Basically, the entire war between the two factions takes place off-screen, and the Crabfeeder is unceremoniously dispatched without ever so much as saying a word of dialogue. All we are left with is a pretty cool character design and our imagination. His look does make "Game of Thrones" fans ask a lot of questions. For one, he has Greyscale, the disease we saw plague Ser Jorah Mormont (Ian Glen), Lady Shireen Baratheon (Kerry Ingram), and some unfortunate stone men driven mad.

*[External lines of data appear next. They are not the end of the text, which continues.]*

//! End-to-end program tests.

use sigil_foundation::Value;
use sigil_language::{Env, eval, eval_with_env};

fn ints(xs: &[i64]) -> Value {
    Value::from(xs.to_vec())
}

// =============================================================================
// The canonical fixtures
// =============================================================================

#[test]
fn addition_program() {
    assert_eq!(eval("3 4+").unwrap(), vec![Value::Int(7)]);
}

#[test]
fn swap_program() {
    assert_eq!(eval("1 2$").unwrap(), vec![Value::Int(2), Value::Int(1)]);
}

#[test]
fn infinite_stream_index_terminates() {
    // Indexing into the infinite naturals stream must not materialize it.
    assert_eq!(eval("∞ 5i").unwrap(), vec![Value::Int(5)]);
}

#[test]
fn register_round_trip_with_interference() {
    // Store, churn the stack, recall: the stored value is unaffected.
    assert_eq!(
        eval("9£ 1 2+ 3* ¥").unwrap(),
        vec![Value::Int(9), Value::Int(9)]
    );
}

// =============================================================================
// Composite programs
// =============================================================================

#[test]
fn sum_of_squares() {
    // 1² + 2² + ... + 5² = 55
    assert_eq!(eval("5ɾv²∑").unwrap(), vec![Value::Int(55)]);
}

#[test]
fn primes_below_twenty() {
    assert_eq!(
        eval("20ɾλæ;F").unwrap(),
        vec![ints(&[2, 3, 5, 7, 11, 13, 17, 19])]
    );
}

#[test]
fn factorial_by_reduce() {
    assert_eq!(eval("6ɾλ2|*;R").unwrap(), vec![Value::Int(720)]);
}

#[test]
fn fizzbuzz_single_value() {
    // Classic divisibility pick for 15: divisible by both.
    assert_eq!(
        eval("15 3Ḋ 15 5Ḋ +").unwrap(),
        vec![Value::Int(2)]
    );
}

#[test]
fn string_pipeline() {
    assert_eq!(
        eval("`hello`Ṙ").unwrap(),
        vec![Value::from("olleh")]
    );
    assert_eq!(
        eval("kH` `€h").unwrap(),
        vec![Value::from("Hello,")]
    );
}

#[test]
fn nested_lambdas_and_map() {
    // Map (x -> x * x + 1) over 1..4.
    assert_eq!(eval("4ɾλ²›;M").unwrap(), vec![ints(&[2, 5, 10, 17])]);
}

#[test]
fn global_stack_across_functions() {
    // A lambda pushes to the global stack; the caller pops it back.
    assert_eq!(eval("5λ⅛;† ¼").unwrap(), vec![Value::Int(5)]);
}

#[test]
fn inputs_feed_programs() {
    let mut env = Env::new();
    env.set_inputs(vec![Value::Int(20), Value::Int(22)]);
    assert_eq!(eval_with_env("? ?+", &mut env).unwrap(), vec![Value::Int(42)]);
}

#[test]
fn output_collection() {
    let mut env = Env::new();
    eval_with_env("3ɾv², `done`,", &mut env).unwrap();
    assert_eq!(env.output(), "[1, 4, 9]\ndone\n");
}

#[test]
fn halt_mid_program() {
    assert_eq!(eval("1 2 Q +").unwrap(), vec![Value::Int(1), Value::Int(2)]);
}

// =============================================================================
// Failure modes
// =============================================================================

#[test]
fn unknown_token_fails_at_load() {
    let err = eval("3 4≬").unwrap_err();
    assert!(matches!(
        err.kind,
        sigil_foundation::ErrorKind::UnknownToken(_)
    ));
}

#[test]
fn type_mismatch_is_reported() {
    // Calling a non-function.
    let err = eval("5†").unwrap_err();
    assert!(matches!(
        err.kind,
        sigil_foundation::ErrorKind::TypeMismatch { .. }
    ));
}

#[test]
fn underflow_is_reported() {
    let err = eval("1+").unwrap_err();
    assert!(matches!(
        err.kind,
        sigil_foundation::ErrorKind::Underflow { needed: 2, depth: 1 }
    ));
}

But the other major factor of his appearance is that broken mask he wears, which is actually a mask that showed up on "Game of Thrones." That is the same mask worn by the Sons of the Harpy, the band of assassins that tried to take down Danaerys during her rule in Meereen. Why does he wear this mask besides it just being a cool design? Well, it just might be a bit of fan service.

The first to wear it

Daniel Scott-Smith was the actor to portray the Crabfeeder and did a wonderful job of establishing a presence I was keen to see more of. The creators were looking to make the Crabfeeder an instant iconographic figure. To do something like that, having an iconography that already existed proved useful when going back to the masks of the Sons of the Harpy. Wearing a mask that ... well ... masks your expressions does wonders for making someone an enigmatic, unpredictable figure. It gives them power, and in such a short amount of screen time, they needed to establish that power. Speaking with Entertainment Weekly, Scott-Smith recalled how they arrived at the decision for this mask:

"It was definitely a nod to that for, I guess, the fans, because it's something familiar for them. And we spoke about the idea of him being the first person to wear this mask and it becoming iconic and, therefore, it's built from that [for 'Game of Thrones'] ... Why is he wearing the mask? How does he feel about that? It's a power statement, so he's quite happy wearing it."

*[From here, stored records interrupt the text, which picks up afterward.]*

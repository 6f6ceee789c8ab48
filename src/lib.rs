//! Sigil - stack-based golfing language
//!
//! This crate re-exports all layers of the Sigil system for convenient
//! access. For detailed documentation, see the individual layer crates.
//!
//! # Architecture
//!
//! ```text
//! Layer 2: sigil_runtime    — REPL, CLI driver
//! Layer 1: sigil_language   — Code page, lexer, command/transformer
//!                             tables, interpreter
//! Layer 0: sigil_foundation — Value model, sequences, errors, primitives
//! ```

pub use sigil_foundation as foundation;
pub use sigil_language as language;
pub use sigil_runtime as runtime;
//! Cross-layer integration tests for Sigil
//!
//! Tests that verify correct interaction between multiple crates.

mod golf;
mod session;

I'm not sure there's a direct line from the Crabfeeder to the Sons of the Harpy, but I do like the idea of future generations of people who think what they are doing is righteous going back to symbols of the past to express their desires. People still do this today, for both good (like a raised fist) and bad (like the Confederate flag), and this mask is just a more elaborate version of it, "V for Vendetta" style. I just wish the Crabfeeder had the time to make his mark on "House of the Dragon" the way he apparently did for the history of Westeros and Essos.